Крик, на который я как заведующая воспитательным учреждением не имела права, огласил детсад ровно в пять вечера. Детали, сопутствующие душевным потрясениям или даже молча присутствующие при них, вторгаются в память навечно. Я услышала по радио «Московское время — семнадцать часов!» — и тут же раздался звонок.
— Я из больницы, — приглушенно, наверное, прикрыв трубку рукой, сообщила Лидуся. — Валерий чуть было не попал под машину, но я…
— Под машину?! — крикнула я так, что топот взрослых и детских ног устремился к моей комнате.
— Чуть было не попал! — поспешила в полный голос уточнить Лидуся — Но я вовремя остановила его. И сейчас все в порядке. Прицеп ударил его в плечо, а мог бы… если бы я не крикнула…
— Ударил прицеп?! Какой прицеп?
— Не волнуйтесь: теперь все хорошо.
— Но он же в больнице?!
— Я его отвезла. Сама… На всякий случай. Ему сделали перевязку.
— Перевязку?
— Все уже в полном порядке!
— А зачем перевязка? Где перевязка?…
За полчаса до этого меня огорчила ссора двух девочек. А утром я расстроилась из-за того, что мячом, как доложила нянечка, «расквасили окно» и никто не хотел сознаваться. Какие ничтожные размеры в одно мгновение обрели все эти огорчения и расстройства! Нам повседневно укорачивают жизнь булавочные уколы, которые мы принимаем за удары судьбы. Если бы научиться соизмерять уколы с ударами… Но это удается лишь в такие минуты, которые в тот день испытала я.
— Где больница? Сейчас я приеду!
— Зачем? Все в порядке… Я вовремя остановила его! — продолжала Лидуся обозначать свою роль в спасении моего сына. Она и про машину-то, не пощадив меня, сообщила для этого. Не пощадив… — Приезжать не надо: скоро мы будем дома! — пообещала она.

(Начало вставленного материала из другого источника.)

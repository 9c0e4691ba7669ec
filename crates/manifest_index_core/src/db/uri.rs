//! `file:` URI targets for immutable SQLite opens.
//!
//! # Invariants
//! - Output always starts with `file:` and ends with `?immutable=1`.
//! - Only `?`, `#` and separators are rewritten; `.`/`..` segments are kept.
//!
//! # See also
//! - https://sqlite.org/uri.html (section 3.1)

const SCHEME: &str = "file:";
const IMMUTABLE_SUFFIX: &str = "?immutable=1";

/// Converts a local file path into an immutable-mode SQLite URI.
///
/// Separators (`/` or `\`) are normalized to `/` and adjacent runs collapse
/// to one. A leading drive designator (`C:`) gets a `/` in front so the
/// result reads `file:/C:/...`.
pub fn immutable_uri(path: &str) -> String {
    let mut target = String::with_capacity(path.len() + SCHEME.len() + IMMUTABLE_SUFFIX.len() + 1);
    target.push_str(SCHEME);

    let mut last_was_separator = false;
    if has_drive_prefix(path) {
        target.push('/');
        last_was_separator = true;
    }

    for c in path.chars() {
        let is_separator = matches!(c, '/' | '\\');
        match c {
            '?' => target.push_str("%3f"),
            '#' => target.push_str("%23"),
            _ if is_separator => {
                if !last_was_separator {
                    target.push('/');
                }
            }
            _ => target.push(c),
        }
        last_was_separator = is_separator;
    }

    target.push_str(IMMUTABLE_SUFFIX);
    target
}

fn has_drive_prefix(path: &str) -> bool {
    let bytes = path.as_bytes();
    bytes.len() >= 2 && bytes[1] == b':' && bytes[0].is_ascii_alphabetic()
}
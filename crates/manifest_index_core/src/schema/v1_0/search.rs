//! Search over the v1.0 layout.
//!
//! # Invariants
//! - One result per package id; the strongest criterion that selected it
//!   is reported.
//! - Ordering is deterministic: match type strength, then id string.
//! - `StartsWith`/`Substring` use `LIKE`, which folds ASCII case.

use crate::error::IndexResult;
use crate::model::IdType;
use crate::search::{MatchType, PackageMatchField, PackageMatchFilter, SearchRequest, SearchResult};
use rusqlite::Connection;
use std::collections::{BTreeMap, HashSet};

struct Candidate {
    id_string: String,
    criterion: Option<PackageMatchFilter>,
}

pub(super) fn search(conn: &Connection, request: &SearchRequest) -> IndexResult<SearchResult> {
    let mut candidates: BTreeMap<IdType, Candidate> = BTreeMap::new();

    if request.is_for_everything() {
        for (id, id_string) in all_package_ids(conn)? {
            candidates.insert(
                id,
                Candidate {
                    id_string,
                    criterion: None,
                },
            );
        }
    } else {
        let mut alternatives = Vec::new();
        if let Some(query) = &request.query {
            alternatives.extend(PackageMatchField::QUERY_FIELDS.iter().map(|field| {
                PackageMatchFilter::new(*field, query.match_type, query.value.clone())
            }));
        }
        alternatives.extend(request.inclusions.iter().cloned());

        for alternative in alternatives {
            for (id, id_string) in ids_matching(conn, &alternative)? {
                let candidate = candidates.entry(id).or_insert_with(|| Candidate {
                    id_string,
                    criterion: None,
                });
                let stronger = candidate
                    .criterion
                    .as_ref()
                    .map_or(true, |existing| alternative.match_type < existing.match_type);
                if stronger {
                    candidate.criterion = Some(alternative.clone());
                }
            }
        }
    }

    for filter in &request.filters {
        let allowed: HashSet<IdType> = ids_matching(conn, filter)?
            .into_iter()
            .map(|(id, _)| id)
            .collect();
        candidates.retain(|id, _| allowed.contains(id));
    }

    let mut ordered: Vec<(IdType, Candidate)> = candidates.into_iter().collect();
    ordered.sort_by(|(_, left), (_, right)| {
        strength(left)
            .cmp(&strength(right))
            .then_with(|| left.id_string.cmp(&right.id_string))
    });

    let truncated = request.maximum_results > 0 && ordered.len() > request.maximum_results;
    if truncated {
        ordered.truncate(request.maximum_results);
    }

    Ok(SearchResult {
        matches: ordered
            .into_iter()
            .map(|(id, candidate)| (id, candidate.criterion))
            .collect(),
        truncated,
    })
}

fn strength(candidate: &Candidate) -> Option<MatchType> {
    candidate.criterion.as_ref().map(|criterion| criterion.match_type)
}

fn all_package_ids(conn: &Connection) -> IndexResult<Vec<(IdType, String)>> {
    let mut stmt = conn.prepare(
        "SELECT DISTINCT ids.rowid, ids.id
         FROM manifest
         JOIN ids ON manifest.id = ids.rowid;",
    )?;
    let ids = stmt
        .query_map([], |row| Ok((row.get::<_, IdType>(0)?, row.get::<_, String>(1)?)))?
        .collect::<Result<Vec<_>, _>>()?;
    Ok(ids)
}

fn ids_matching(
    conn: &Connection,
    filter: &PackageMatchFilter,
) -> IndexResult<Vec<(IdType, String)>> {
    let (source, column) = match filter.field {
        PackageMatchField::Id => ("ids AS v ON manifest.id = v.rowid", "v.id"),
        PackageMatchField::Name => ("names AS v ON manifest.name = v.rowid", "v.name"),
        PackageMatchField::Moniker => ("monikers AS v ON manifest.moniker = v.rowid", "v.moniker"),
        PackageMatchField::Tag => (
            "tags_map AS m ON m.manifest = manifest.rowid JOIN tags AS v ON m.tag = v.rowid",
            "v.tag",
        ),
        PackageMatchField::Command => (
            "commands_map AS m ON m.manifest = manifest.rowid JOIN commands AS v ON m.command = v.rowid",
            "v.command",
        ),
    };

    let (condition, bound) = match filter.match_type {
        MatchType::Exact => (format!("{column} = ?1"), filter.value.clone()),
        MatchType::CaseInsensitive => (
            format!("{column} = ?1 COLLATE NOCASE"),
            filter.value.clone(),
        ),
        MatchType::StartsWith => (
            format!("{column} LIKE ?1 ESCAPE '\\'"),
            format!("{}%", escape_like(&filter.value)),
        ),
        MatchType::Substring => (
            format!("{column} LIKE ?1 ESCAPE '\\'"),
            format!("%{}%", escape_like(&filter.value)),
        ),
    };

    let mut stmt = conn.prepare(&format!(
        "SELECT DISTINCT ids.rowid, ids.id
         FROM manifest
         JOIN {source}
         JOIN ids ON manifest.id = ids.rowid
         WHERE {condition};"
    ))?;
    let ids = stmt
        .query_map([bound], |row| Ok((row.get::<_, IdType>(0)?, row.get::<_, String>(1)?)))?
        .collect::<Result<Vec<_>, _>>()?;
    Ok(ids)
}

fn escape_like(value: &str) -> String {
    let mut escaped = String::with_capacity(value.len());
    for c in value.chars() {
        if matches!(c, '\\' | '%' | '_') {
            escaped.push('\\');
        }
        escaped.push(c);
    }
    escaped
}
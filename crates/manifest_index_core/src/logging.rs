//! Rolling file logging for index tooling.
//!
//! # Responsibility
//! - Start a size-rotated file logger once per process.
//! - Route panics through the logger before the default hook runs.
//!
//! # Invariants
//! - Initialization never panics.
//! - Repeating initialization with an identical config is a no-op.
//! - A second config with a different level or directory is rejected.

use flexi_logger::{Cleanup, Criterion, FileSpec, Logger, LoggerHandle, Naming, WriteMode};
use log::{error, info, LevelFilter};
use once_cell::sync::OnceCell;
use std::path::{Path, PathBuf};

const LOG_FILE_BASENAME: &str = "manifest_index";
const DEFAULT_MAX_FILE_SIZE_BYTES: u64 = 10 * 1024 * 1024;
const DEFAULT_MAX_FILES: usize = 5;
const MAX_PANIC_PAYLOAD_CHARS: usize = 160;

static ACTIVE: OnceCell<ActiveLogger> = OnceCell::new();
static PANIC_HOOK_INSTALLED: OnceCell<()> = OnceCell::new();

/// Where and how verbosely the index logs.
#[derive(Debug, Clone, PartialEq, Eq)]
pub struct LoggingConfig {
    /// `trace`, `debug`, `info`, `warn` (or `warning`), `error` or `off`.
    pub level: String,
    /// Absolute directory receiving `manifest_index*.log` files.
    pub log_dir: PathBuf,
    pub max_file_size_bytes: u64,
    pub max_files: usize,
}

impl LoggingConfig {
    /// Config with the build-mode default level and default rotation.
    pub fn new(log_dir: impl Into<PathBuf>) -> Self {
        Self {
            level: default_log_level().to_string(),
            log_dir: log_dir.into(),
            max_file_size_bytes: DEFAULT_MAX_FILE_SIZE_BYTES,
            max_files: DEFAULT_MAX_FILES,
        }
    }

    pub fn with_level(mut self, level: impl Into<String>) -> Self {
        self.level = level.into();
        self
    }
}

struct ActiveLogger {
    level: LevelFilter,
    log_dir: PathBuf,
    _handle: LoggerHandle,
}

/// Starts file logging described by `config`.
///
/// # Errors
/// - Unknown level text.
/// - `log_dir` empty, relative, or not creatable.
/// - Logger already running with another level or directory.
/// - Backend start failure.
pub fn init_logging(config: &LoggingConfig) -> Result<(), String> {
    let level = parse_level(&config.level)?;
    let log_dir = validate_log_dir(&config.log_dir)?;

    let active = ACTIVE.get_or_try_init(|| start_logger(config, level, &log_dir))?;

    if active.log_dir != log_dir {
        return Err(format!(
            "logging already initialized at `{}`; refusing to switch to `{}`",
            active.log_dir.display(),
            log_dir.display()
        ));
    }
    if active.level != level {
        return Err(format!(
            "logging already initialized with level `{}`; refusing to switch to `{}`",
            active.level, level
        ));
    }
    Ok(())
}

/// Active `(level, log_dir)`, or `None` before [`init_logging`] succeeded.
pub fn logging_status() -> Option<(LevelFilter, PathBuf)> {
    ACTIVE
        .get()
        .map(|active| (active.level, active.log_dir.clone()))
}

/// `debug` for debug builds, `info` otherwise.
pub fn default_log_level() -> &'static str {
    if cfg!(debug_assertions) {
        "debug"
    } else {
        "info"
    }
}

fn start_logger(
    config: &LoggingConfig,
    level: LevelFilter,
    log_dir: &Path,
) -> Result<ActiveLogger, String> {
    std::fs::create_dir_all(log_dir).map_err(|err| {
        format!(
            "failed to create log directory `{}`: {err}",
            log_dir.display()
        )
    })?;

    let spec = level.to_string().to_ascii_lowercase();
    let handle = Logger::try_with_str(&spec)
        .map_err(|err| format!("invalid log level `{spec}`: {err}"))?
        .log_to_file(
            FileSpec::default()
                .directory(log_dir)
                .basename(LOG_FILE_BASENAME),
        )
        .rotate(
            Criterion::Size(config.max_file_size_bytes.max(1)),
            Naming::Numbers,
            Cleanup::KeepLogFiles(config.max_files.max(1)),
        )
        .write_mode(WriteMode::BufferAndFlush)
        .append()
        .format_for_files(flexi_logger::detailed_format)
        .start()
        .map_err(|err| format!("failed to start logger: {err}"))?;

    install_panic_hook_once();

    info!(
        "event=logging_init module=logging status=ok level={level} log_dir={} version={}",
        log_dir.display(),
        env!("CARGO_PKG_VERSION")
    );

    Ok(ActiveLogger {
        level,
        log_dir: log_dir.to_path_buf(),
        _handle: handle,
    })
}

fn parse_level(level: &str) -> Result<LevelFilter, String> {
    let normalized = level.trim().to_ascii_lowercase();
    let name = if normalized == "warning" {
        "warn"
    } else {
        normalized.as_str()
    };
    name.parse::<LevelFilter>().map_err(|_| {
        format!("unsupported log level `{normalized}`; expected trace|debug|info|warn|error|off")
    })
}

fn validate_log_dir(log_dir: &Path) -> Result<PathBuf, String> {
    if log_dir.as_os_str().is_empty() {
        return Err("log_dir cannot be empty".to_string());
    }
    if !log_dir.is_absolute() {
        return Err(format!(
            "log_dir must be an absolute path, got `{}`",
            log_dir.display()
        ));
    }
    Ok(log_dir.to_path_buf())
}

fn install_panic_hook_once() {
    if PANIC_HOOK_INSTALLED.set(()).is_err() {
        return;
    }

    let previous_hook = std::panic::take_hook();
    std::panic::set_hook(Box::new(move |panic_info| {
        let location = panic_info
            .location()
            .map(|loc| format!("{}:{}", loc.file(), loc.line()))
            .unwrap_or_else(|| "unknown".to_string());
        error!(
            "event=panic_captured module=logging status=error location={location} payload={}",
            panic_payload_summary(panic_info)
        );
        previous_hook(panic_info);
    }));
}

fn panic_payload_summary(info: &std::panic::PanicHookInfo<'_>) -> String {
    let payload = if let Some(message) = info.payload().downcast_ref::<&str>() {
        (*message).to_string()
    } else if let Some(message) = info.payload().downcast_ref::<String>() {
        message.clone()
    } else {
        "non-string panic payload".to_string()
    };
    single_line(&payload, MAX_PANIC_PAYLOAD_CHARS)
}

fn single_line(value: &str, max_chars: usize) -> String {
    let flattened = value.replace(['\n', '\r'], " ");
    let mut shortened = flattened.chars().take(max_chars).collect::<String>();
    if flattened.chars().count() > max_chars {
        shortened.push_str("...");
    }
    shortened
}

И все-таки я оказалась в больнице. Вышла из кабинета, потеряла сознание… Меня отвезли… А там обнаружили диабет.
— Сладкая болезнь… Сахарная! — сказал врач. — Но с горькими последствиями. Так что поберегитесь!
— А из-за чего… это?
— Трудно сказать. Может быть, нервное потрясение. Валерий и Лидуся навещали меня ежедневно. Рука у сына была на перевязи, как у раненых, которых я девочкой видела после войны.
Лидуся бесконечное количество раз пересказывала историю о том, как голос ее заставил Валерия отпрянуть в сторону и спас ему жизнь. И как она, не дожидаясь зеленого света, ринулась через улицу.
«Дождалась, наверное… Дождалась!» Эта мысль зачем-то путалась на пути моей благодарности, пытаясь остановить ее. Я стыдилась этой нелепой мысли и отгоняла ее. «Какая разница, дождалась Лидуся зеленого света или не дождалась? Она же спасла Валерия!»
Но и его благодарность была затуманена последствиями Лидусиного звонка.
— Зачем ты сообщила? Да еще из больницы! Я услышала, как сын негромко произнес это.
— Я в тот момент потеряла голову.
Валерий помолчал: он знал, что Лидуся ни в каких случаях головы не теряла.
— А теперь вот… мама — тяжелобольной человек. Из-за меня!
— При чем здесь ты? — воскликнула я. «Тяжелобольной человек» — без этих слов меня аттестовать перестали.
Вскоре Калошину пришлось созвать еще одно внеочередное заседание. Но уже по требованию Лидуси. Она захотела, чтобы учком встретился с «ветеранами войны и труда».